## What you are asked to do:
From the line below that contains "fn push_value(pairs: &mut" to the line that contains "for item in", repeat every line exactly, both ends included, and nothing else.

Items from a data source

##########

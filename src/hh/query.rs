use serde::Serialize;
use serde_json::Value as JsonValue;

use super::error::{HhError, HhResult};

/// Flattens a parameter object into query/form pairs.
///
/// `null` fields are skipped, arrays repeat their key and scalars use their
/// plain text form, so `{"id": [1, 2], "text": null}` becomes `id=1&id=2`.
pub fn to_pairs<T: Serialize + ?Sized>(params: &T) -> HhResult<Vec<(String, String)>> {
    let value = serde_json::to_value(params)?;
    let mut pairs = Vec::new();
    match value {
        JsonValue::Null => {}
        JsonValue::Object(map) => {
            for (key, value) in map {
                push_value(&mut pairs, &key, value)?;
            }
        }
        other => {
            return Err(HhError::InvalidRequest(format!(
                "query parameters must be an object, got {}",
                other
            )))
        }
    }
    Ok(pairs)
}

/// `field=a&field=b` for a list of ids.
pub fn repeated(field: &str, values: &[impl AsRef<str>]) -> Vec<(String, String)> {
    values
        .iter()
        .map(|v| (field.to_string(), v.as_ref().to_string()))
        .collect()
}

fn push_value(pairs: &mut Vec<(String, String)>, key: &str, value: JsonValue) -> HhResult<()> {
    match value {
        JsonValue::Null => {}
        JsonValue::Array(items) => {
            for item in items {
                push_value(pairs, key, item)?;
            }
        }
        JsonValue::String(s) => pairs.push((key.to_string(), s)),
        JsonValue::Bool(b) => pairs.push((key.to_string(), b.to_string())),
        JsonValue::Number(n) => pairs.push((key.to_string(), n.to_string())),
        JsonValue::Object(_) => {
            return Err(HhError::InvalidRequest(format!(
                "nested object for query parameter '{}'",
                key
            )))
        }
    }
    Ok(())
}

##########

## Written solution:
fn push_value(pairs: &mut Vec<(String, String)>, key: &str, value: JsonValue) -> HhResult<()> {
    match value {
        JsonValue::Null => {}
        JsonValue::Array(items) => {
            for item in items {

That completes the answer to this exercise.